As awards season hits its stride, we asked the filmmakers behind each of this year’s 15 Oscar-shortlisted animated shorts to share their favorite shot from their film and explain why it’s special to them. The pieces are being published in the order that materials were received.
In this piece, we’re looking at Letter to a Pig from filmmaker Tal Kantor, which won the grand prix for international short at Anima Brussels, narrative short at Ottawa, the Zlatko Grgic award at Zagreb, and the Ophir Award (Israel’s top film award) for short film.
Letter to a Pig blends animation techniques and live-action shots to tell different versions of the same story. In the short, a Holocaust survivor reads a letter he wrote to a pig that saved his life to a group of schoolchildren. Different styles emphasize how human memory is fallible and how recalled images and imagination are often abstract.
Here is Kantor’s favorite scene from the short and her explanation of its significance:
This shot from the film is inspired by a memorable moment from a dream I had as a young schoolgirl. I vividly recalled details from that dream for years, like the weight of a little pig shaking in my hands and its soft touch. This memory left such a powerful mark on me, and over a decade later, along with a few other memories, it eventually turned into a strong desire to create this film.
This shot marks the pivotal turning point in the film when the young heroine, Alma, undergoes a significant change in perspective. She decides to listen to her conscience’s command and takes corrective action.
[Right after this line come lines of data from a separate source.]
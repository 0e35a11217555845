//! Rate-limited provider gate.
//!
//! A [`ProviderGate`] hands out [`LlmHandle`]s, each bound to one model and
//! credential, while keeping every credential under its requests-per-minute
//! quota. Callers that get [`GateError::NoneReady`] park in
//! [`ProviderGate::await_next_ready`] and try again.
//!
//! [`RoundRobinGate`] is the production gate: one `governor` limiter per
//! credential, walked round-robin, plus a small reservation queue so a
//! permit won while waiting is not lost to another caller's `check()`.

use anyhow::{anyhow, Result};
use async_trait::async_trait;
use governor::{Quota, RateLimiter};
use std::collections::VecDeque;
use std::num::NonZeroU32;
use std::sync::atomic::{AtomicUsize, Ordering};
use std::sync::{Arc, Mutex};
use std::time::Duration;

use crate::config::{ProviderConfig, RetryConfig};
use crate::models::ExtractedRecord;
use crate::openai::OpenAiClient;

type DirectLimiter = RateLimiter<
    governor::state::NotKeyed,
    governor::state::InMemoryState,
    governor::clock::DefaultClock,
>;

/// Failure modes of a single structured-extraction call.
#[derive(Debug, thiserror::Error)]
pub enum LlmError {
    #[error("missing API key: environment variable {0} is not set")]
    MissingApiKey(String),
    #[error("request failed: {0}")]
    Request(String),
    #[error("provider returned {status}: {body}")]
    Status { status: u16, body: String },
    #[error("malformed structured output: {0}")]
    Malformed(String),
    #[error("gave up after {attempts} attempts: {last}")]
    RetriesExhausted { attempts: u32, last: String },
}

/// A client bound to one model variant and one credential.
#[async_trait]
pub trait LlmClient: Send + Sync {
    /// Model identifier, stored with every record as provenance.
    fn model_name(&self) -> &str;

    /// Run structured extraction over `text`, retrying malformed output and
    /// transient failures up to `max_retries` times within the call.
    async fn extract(&self, text: &str, max_retries: u32) -> Result<ExtractedRecord, LlmError>;
}

pub type LlmHandle = Arc<dyn LlmClient>;

#[derive(Debug, Clone, Copy, PartialEq, Eq, thiserror::Error)]
pub enum GateError {
    #[error("no provider is ready")]
    NoneReady,
}

/// Source of rate-limited LLM handles, shared by concurrent callers.
#[async_trait]
pub trait ProviderGate: Send + Sync {
    /// A ready handle, without blocking, or [`GateError::NoneReady`].
    fn provide(&self) -> Result<LlmHandle, GateError>;

    /// Suspend until another handle may be used. Once this returns, at least
    /// one following [`provide`](ProviderGate::provide) succeeds.
    async fn await_next_ready(&self);
}

struct Slot {
    client: LlmHandle,
    limiter: DirectLimiter,
}

pub struct RoundRobinGate {
    slots: Vec<Slot>,
    cursor: AtomicUsize,
    reserved: Mutex<VecDeque<usize>>,
    cooldown: Duration,
}

impl RoundRobinGate {
    pub fn new(cooldown: Duration) -> Self {
        Self {
            slots: Vec::new(),
            cursor: AtomicUsize::new(0),
            reserved: Mutex::new(VecDeque::new()),
            cooldown,
        }
    }

    /// Register a credential with its own requests-per-minute quota.
    pub fn with_client(mut self, client: LlmHandle, requests_per_minute: u32) -> Result<Self> {
        let rpm = NonZeroU32::new(requests_per_minute)
            .ok_or_else(|| anyhow!("{}: requests_per_minute must be > 0", client.model_name()))?;
        self.slots.push(Slot {
            client,
            limiter: RateLimiter::direct(Quota::per_minute(rpm)),
        });
        Ok(self)
    }

    /// One OpenAI-compatible client per configured provider.
    pub fn from_config(providers: &[ProviderConfig], retry: &RetryConfig) -> Result<Self> {
        if providers.is_empty() {
            anyhow::bail!("No [[providers]] configured");
        }

        let mut gate = Self::new(retry.cooldown());
        for provider in providers {
            let client = OpenAiClient::from_config(provider)?;
            tracing::info!(
                provider = %provider.name,
                model = %provider.model,
                rpm = provider.requests_per_minute,
                "registered provider"
            );
            gate = gate.with_client(Arc::new(client), provider.requests_per_minute)?;
        }
        Ok(gate)
    }

    pub fn len(&self) -> usize {
        self.slots.len()
    }

    pub fn is_empty(&self) -> bool {
        self.slots.is_empty()
    }
}

#[async_trait]
impl ProviderGate for RoundRobinGate {
    fn provide(&self) -> Result<LlmHandle, GateError> {
        if let Some(idx) = self.reserved.lock().unwrap().pop_front() {
            return Ok(self.slots[idx].client.clone());
        }

        let n = self.slots.len();
        if n == 0 {
            return Err(GateError::NoneReady);
        }

        let start = self.cursor.fetch_add(1, Ordering::Relaxed) % n;
        for offset in 0..n {
            let slot = &self.slots[(start + offset) % n];
            if slot.limiter.check().is_ok() {
                return Ok(slot.client.clone());
            }
        }
        Err(GateError::NoneReady)
    }

    async fn await_next_ready(&self) {
        tokio::time::sleep(self.cooldown).await;

        if self.slots.is_empty() {
            return;
        }

        // `until_ready` consumes the cell it waits for; keep it for the next provide().
        let waits = self
            .slots
            .iter()
            .map(|slot| Box::pin(slot.limiter.until_ready()));
        let (_, idx, _) = futures::future::select_all(waits).await;
        self.reserved.lock().unwrap().push_back(idx);
    }
}
// ============================================================================
// Precision Value Object
// Allowed range of decimals for a numeric property
// ============================================================================

use std::fmt;

#[cfg(feature = "serde")]
use serde::{Deserialize, Serialize};

/// Range of decimals a numeric property accepts or renders.
///
/// `minimum <= maximum` is expected but never enforced: the value is recorded
/// exactly as the caller declared it.
#[derive(Debug, Clone, Copy, PartialEq, Eq, Hash)]
#[cfg_attr(feature = "serde", derive(Serialize, Deserialize))]
pub struct PrecisionSpec {
    /// Smallest number of decimals
    pub minimum: u32,
    /// Largest number of decimals
    pub maximum: u32,
}

/// Precision of a whole number: no fractional part.
pub const WHOLE: PrecisionSpec = PrecisionSpec::WHOLE;

impl PrecisionSpec {
    /// `{ minimum: 0, maximum: 0 }`
    pub const WHOLE: Self = Self::new(0, 0);

    #[inline]
    pub const fn new(minimum: u32, maximum: u32) -> Self {
        Self { minimum, maximum }
    }

    /// Exactly `decimals` decimals.
    #[inline]
    pub const fn exact(decimals: u32) -> Self {
        Self::new(decimals, decimals)
    }

    #[inline]
    pub const fn is_whole(&self) -> bool {
        self.minimum == 0 && self.maximum == 0
    }

    /// True when the range collapses to a single decimal count.
    #[inline]
    pub const fn is_exact(&self) -> bool {
        self.minimum == self.maximum
    }
}

impl Default for PrecisionSpec {
    fn default() -> Self {
        Self::WHOLE
    }
}

impl fmt::Display for PrecisionSpec {
    fn fmt(&self, f: &mut fmt::Formatter<'_>) -> fmt::Result {
        if self.is_exact() {
            write!(f, "{}", self.minimum)
        } else {
            write!(f, "{}..{}", self.minimum, self.maximum)
        }
    }
}
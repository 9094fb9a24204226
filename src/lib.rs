// ============================================================================
// Property Precision Library
// Declarative decimal-precision metadata for numeric properties
// ============================================================================

//! # Property Precision
//!
//! Attach the allowed number of decimals to numeric properties of data types,
//! and read it back wherever values are formatted, validated or serialized.
//!
//! ## Features
//!
//! - **Reusable decorators** applied once per property at schema construction
//! - **Whole-number default**: unannotated properties read as `{0, 0}`
//! - **Typed annotation kinds** sharing one store without collisions
//! - **Explicit inheritance** between data types, configurable per store
//!
//! ## Example
//!
//! ```rust
//! use property_precision::prelude::*;
//!
//! struct Money { amount: i64 }
//! struct Plain;
//!
//! precision(2, None).apply::<Money>("amount");
//!
//! let price = Money { amount: 1999 };
//! assert_eq!(precision_of_val(&price, "amount"), PrecisionSpec::new(2, 2));
//! assert_eq!(precision_of::<Plain>("count"), WHOLE);
//! # let _ = price.amount;
//! ```

pub mod annotations;
pub mod domain;
pub mod interfaces;
pub mod metadata;

// Re-exports for convenience
pub mod prelude {
    pub use crate::annotations::{
        precision, precision_of, precision_of_in, precision_of_val, precisions_in, PrecisionKind,
    };
    pub use crate::domain::{ClassId, InheritanceMode, PrecisionSpec, StoreConfig, WHOLE};
    pub use crate::interfaces::{AnnotationKind, AnnotationToken};
    pub use crate::metadata::{decorate, Decorator, MetadataError, MetadataResult, MetadataStore};
}
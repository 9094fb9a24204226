// ============================================================================
// Interfaces Module
// Contains all trait definitions and contracts
// ============================================================================

mod annotation_kind;

pub use annotation_kind::{AnnotationKind, AnnotationToken};
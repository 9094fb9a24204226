// ============================================================================
// Property Decorators
// Reusable values that attach one annotation to a property when applied
// ============================================================================

use super::store::MetadataStore;
use crate::domain::ClassId;
use crate::interfaces::AnnotationKind;
use std::fmt;

/// An annotation waiting to be attached to a property.
///
/// The same decorator can be applied to any number of properties; each
/// application overwrites whatever that property carried under the kind.
pub struct Decorator<K: AnnotationKind> {
    value: K::Value,
}

/// Build a decorator that attaches `value` under kind `K`.
pub fn decorate<K: AnnotationKind>(value: K::Value) -> Decorator<K> {
    Decorator { value }
}

impl<K: AnnotationKind> Decorator<K> {
    /// Value written by each application
    pub fn value(&self) -> &K::Value {
        &self.value
    }

    /// Attach to `property` of `T` in the global store.
    pub fn apply<T: ?Sized + 'static>(&self, property: &str) -> &Self {
        self.apply_to(MetadataStore::global(), ClassId::of::<T>(), property)
    }

    /// Attach to `property` of `class` in `store`.
    pub fn apply_to(&self, store: &MetadataStore, class: ClassId, property: &str) -> &Self {
        store.decorate::<K>(class, property, self.value.clone());
        self
    }
}

// Manual impls: derives would put the bounds on `K` instead of `K::Value`.
impl<K: AnnotationKind> Clone for Decorator<K> {
    fn clone(&self) -> Self {
        Self {
            value: self.value.clone(),
        }
    }
}

impl<K: AnnotationKind> fmt::Debug for Decorator<K>
where
    K::Value: fmt::Debug,
{
    fn fmt(&self, f: &mut fmt::Formatter<'_>) -> fmt::Result {
        f.debug_struct("Decorator")
            .field("kind", &K::NAME)
            .field("value", &self.value)
            .finish()
    }
}
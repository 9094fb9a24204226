// ============================================================================
// Domain Models Module
// Value objects shared by the metadata store and the annotations
// ============================================================================

pub mod class;
pub mod config;
pub mod precision;

pub use class::ClassId;
pub use config::{InheritanceMode, StoreConfig, DEFAULT_MAX_DEPTH};
pub use precision::{PrecisionSpec, WHOLE};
This moment unfolds immediately after Alma witnesses the consequences of her and her classmates’ fear and animosity toward the unfortunate pig. She decides to take action, extending her hands upward to gently lower the pig, untangling it from the threads of cruel hatred in which it was trapped.
This moment initiates a process of self-reflection and shrinking of the great fear, allowing the pig to return to a small and tender state in Alma’s hands. It marks the beginning of an inner reconciliation.
Despite numerous attempts and challenges, the team and I ultimately succeeded in producing and realizing this intricate shot just as I had envisioned.
I aimed for this moment to portray a genuine and trustworthy connection between Alma’s mature hands and the soft pig’s body, where the boundaries between dream and reality would blend into one another.
Therefore, It was important to me (and almost throughout the film) to use footage of real hands, not drawn ones. This choice aimed to emphasize and provoke reflection on the movements and actions we perform with our human hands. Do we clench them into a fist or open and extend them towards others? Are they used to cause harm or to embrace and comfort?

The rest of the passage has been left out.